• ABOUT THIS EXERCISE:
Select, from the data, each line where "INTO" occurs.

START DATA SUPPLIED

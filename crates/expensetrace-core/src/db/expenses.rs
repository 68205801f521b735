//! Expense operations

use chrono::{DateTime, Utc};
use rusqlite::{params, OptionalExtension, Params};
use tracing::{debug, info};

use super::expense_query::ExpenseQuery;
use super::{expense_from_row, Database, EXPENSE_COLUMNS};
use crate::error::{Error, OpContext, Result};
use crate::filter::{ExpenseFilter, SortOptions};
use crate::models::{Expense, ExpenseType, NewExpense};
use crate::storage::ExpenseStore;

impl Database {
    /// Run a SELECT over the expense columns with the given tail
    fn query_expenses<P: Params>(
        &self,
        op: &'static str,
        tail: &str,
        params: P,
    ) -> Result<Vec<Expense>> {
        let conn = self.conn()?;
        let mut stmt = conn
            .prepare(&format!("SELECT {} FROM expenses {}", EXPENSE_COLUMNS, tail))
            .op(op)?;

        let expenses = stmt
            .query_map(params, expense_from_row)
            .op(op)?
            .collect::<rusqlite::Result<Vec<_>>>()
            .op(op)?;

        Ok(expenses)
    }

    fn query_expense<P: Params>(
        &self,
        op: &'static str,
        tail: &str,
        params: P,
        missing: impl FnOnce() -> String,
    ) -> Result<Expense> {
        let conn = self.conn()?;
        conn.query_row(
            &format!("SELECT {} FROM expenses {}", EXPENSE_COLUMNS, tail),
            params,
            expense_from_row,
        )
        .optional()
        .op(op)?
        .ok_or_else(|| Error::NotFound(missing()))
    }

    /// Number of matching rows for a filter, ignoring sort
    pub fn count_expenses_filtered(&self, user_id: i64, filter: &ExpenseFilter) -> Result<i64> {
        let query = ExpenseQuery::new(user_id).filter(filter).build();
        let conn = self.conn()?;
        conn.query_row(
            &query.build_count_query(),
            query.params_refs().as_slice(),
            |row| row.get(0),
        )
        .op("count_expenses_filtered")
    }
}

impl ExpenseStore for Database {
    fn insert_expenses_each(&self, user_id: i64, expenses: &[NewExpense]) -> Result<Vec<bool>> {
        let mut conn = self.conn()?;
        let tx = conn.transaction().op("insert_expenses")?;
        let mut inserted = Vec::with_capacity(expenses.len());

        {
            let mut stmt = tx
                .prepare(
                    "INSERT OR IGNORE INTO expenses
                        (source, amount, description, expense_type, date, currency, category_id, user_id)
                     VALUES (?, ?, ?, ?, ?, ?, ?, ?)",
                )
                .op("insert_expenses")?;

            for e in expenses {
                let changed = stmt
                    .execute(params![
                        e.source,
                        e.amount,
                        e.description,
                        e.expense_type.as_i64(),
                        e.date.timestamp(),
                        e.currency,
                        e.category_id,
                        user_id,
                    ])
                    .op("insert_expenses")?;
                inserted.push(changed > 0);
            }
        }

        tx.commit().op("insert_expenses")?;

        let count = inserted.iter().filter(|i| **i).count();
        info!(user_id, inserted = count, skipped = expenses.len() - count, "Inserted expenses");
        Ok(inserted)
    }

    fn update_expenses(&self, user_id: i64, expenses: &[Expense]) -> Result<usize> {
        let mut conn = self.conn()?;
        let tx = conn.transaction().op("update_expenses")?;
        let mut written = 0;

        {
            // Ids that belong to another user are left alone
            let mut stmt = tx
                .prepare(
                    "INSERT OR REPLACE INTO expenses
                        (id, source, amount, description, expense_type, date, currency, category_id, user_id)
                     SELECT ?1, ?2, ?3, ?4, ?5, ?6, ?7, ?8, ?9
                     WHERE NOT EXISTS (SELECT 1 FROM expenses WHERE id = ?1 AND user_id != ?9)",
                )
                .op("update_expenses")?;

            for e in expenses {
                written += stmt
                    .execute(params![
                        e.id,
                        e.source,
                        e.amount,
                        e.description,
                        e.expense_type.as_i64(),
                        e.date.timestamp(),
                        e.currency,
                        e.category_id,
                        user_id,
                    ])
                    .op("update_expenses")?;
            }
        }

        tx.commit().op("update_expenses")?;
        debug!(user_id, written, "Updated expenses");
        Ok(written)
    }

    fn get_expense(&self, user_id: i64, id: i64) -> Result<Expense> {
        self.query_expense(
            "get_expense",
            "WHERE id = ? AND user_id = ?",
            params![id, user_id],
            || format!("expense {}", id),
        )
    }

    fn update_expense(&self, user_id: i64, expense: &Expense) -> Result<()> {
        let conn = self.conn()?;
        let rows = conn
            .execute(
                "UPDATE expenses
                 SET source = ?, amount = ?, description = ?, expense_type = ?, date = ?,
                     currency = ?, category_id = ?
                 WHERE id = ? AND user_id = ?",
                params![
                    expense.source,
                    expense.amount,
                    expense.description,
                    expense.expense_type.as_i64(),
                    expense.date.timestamp(),
                    expense.currency,
                    expense.category_id,
                    expense.id,
                    user_id,
                ],
            )
            .map_err(|e| {
                if Error::is_unique_violation(&e) {
                    Error::Conflict(format!("expense {} duplicates an existing row", expense.id))
                } else {
                    Error::Storage {
                        op: "update_expense",
                        source: e,
                    }
                }
            })?;

        if rows == 0 {
            return Err(Error::NotFound(format!("expense {}", expense.id)));
        }
        Ok(())
    }

    fn delete_expense(&self, user_id: i64, id: i64) -> Result<()> {
        let conn = self.conn()?;
        let rows = conn
            .execute(
                "DELETE FROM expenses WHERE id = ? AND user_id = ?",
                params![id, user_id],
            )
            .op("delete_expense")?;
        if rows == 0 {
            return Err(Error::NotFound(format!("expense {}", id)));
        }
        Ok(())
    }

    fn get_expenses(&self, user_id: i64) -> Result<Vec<Expense>> {
        self.query_expenses(
            "get_expenses",
            "WHERE user_id = ? AND expense_type = ? ORDER BY date DESC, id DESC",
            params![user_id, ExpenseType::Charge.as_i64()],
        )
    }

    fn get_all_expenses(&self, user_id: i64) -> Result<Vec<Expense>> {
        self.query_expenses(
            "get_all_expenses",
            "WHERE user_id = ? ORDER BY date DESC, id DESC",
            [user_id],
        )
    }

    fn get_expenses_from_date_range(
        &self,
        user_id: i64,
        start: DateTime<Utc>,
        end: DateTime<Utc>,
    ) -> Result<Vec<Expense>> {
        self.query_expenses(
            "get_expenses_from_date_range",
            "WHERE user_id = ? AND date >= ? AND date <= ? ORDER BY date, id",
            params![user_id, start.timestamp(), end.timestamp()],
        )
    }

    fn get_expenses_without_category(&self, user_id: i64) -> Result<Vec<Expense>> {
        self.query_expenses(
            "get_expenses_without_category",
            "WHERE user_id = ? AND category_id IS NULL AND expense_type = ? ORDER BY date DESC, id DESC",
            params![user_id, ExpenseType::Charge.as_i64()],
        )
    }

    fn get_expenses_without_category_matching(
        &self,
        user_id: i64,
        keyword: &str,
    ) -> Result<Vec<Expense>> {
        self.query_expenses(
            "get_expenses_without_category_matching",
            "WHERE user_id = ? AND category_id IS NULL AND expense_type = ? AND description LIKE ?
             ORDER BY date DESC, id DESC",
            params![
                user_id,
                ExpenseType::Charge.as_i64(),
                format!("%{}%", keyword)
            ],
        )
    }

    fn count_expenses_without_category(&self, user_id: i64) -> Result<i64> {
        let conn = self.conn()?;
        conn.query_row(
            "SELECT COUNT(*) FROM expenses WHERE user_id = ? AND category_id IS NULL AND expense_type = ?",
            params![user_id, ExpenseType::Charge.as_i64()],
            |row| row.get(0),
        )
        .op("count_expenses_without_category")
    }

    fn get_expenses_by_category(&self, user_id: i64, category_id: i64) -> Result<Vec<Expense>> {
        self.query_expenses(
            "get_expenses_by_category",
            "WHERE user_id = ? AND category_id = ? ORDER BY date DESC, id DESC",
            params![user_id, category_id],
        )
    }

    fn get_first_expense(&self, user_id: i64) -> Result<Expense> {
        self.query_expense(
            "get_first_expense",
            "WHERE user_id = ? ORDER BY date ASC, id ASC LIMIT 1",
            [user_id],
            || format!("expenses for user {}", user_id),
        )
    }

    fn search_expenses(&self, user_id: i64, keyword: &str) -> Result<Vec<Expense>> {
        self.query_expenses(
            "search_expenses",
            "WHERE user_id = ? AND description LIKE ? ORDER BY date DESC, id DESC",
            params![user_id, format!("%{}%", keyword)],
        )
    }

    fn search_expenses_by_description(
        &self,
        user_id: i64,
        description: &str,
    ) -> Result<Vec<Expense>> {
        self.query_expenses(
            "search_expenses_by_description",
            "WHERE user_id = ? AND description = ? ORDER BY date DESC, id DESC",
            params![user_id, description],
        )
    }

    fn get_expenses_filtered(
        &self,
        user_id: i64,
        filter: &ExpenseFilter,
        sort: &SortOptions,
    ) -> Result<Vec<Expense>> {
        let query = ExpenseQuery::new(user_id).filter(filter).sort(*sort).build();
        let conn = self.conn()?;
        let mut stmt = conn
            .prepare(&query.build_select_query())
            .op("get_expenses_filtered")?;

        let expenses = stmt
            .query_map(query.params_refs().as_slice(), expense_from_row)
            .op("get_expenses_filtered")?
            .collect::<rusqlite::Result<Vec<_>>>()
            .op("get_expenses_filtered")?;

        debug!(user_id, sort = %sort, rows = expenses.len(), "Filtered expenses");
        Ok(expenses)
    }
}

END DATA SUPPLIED

• TASK RESPONSE:
                    "INSERT OR IGNORE INTO expenses
                    "INSERT OR REPLACE INTO expenses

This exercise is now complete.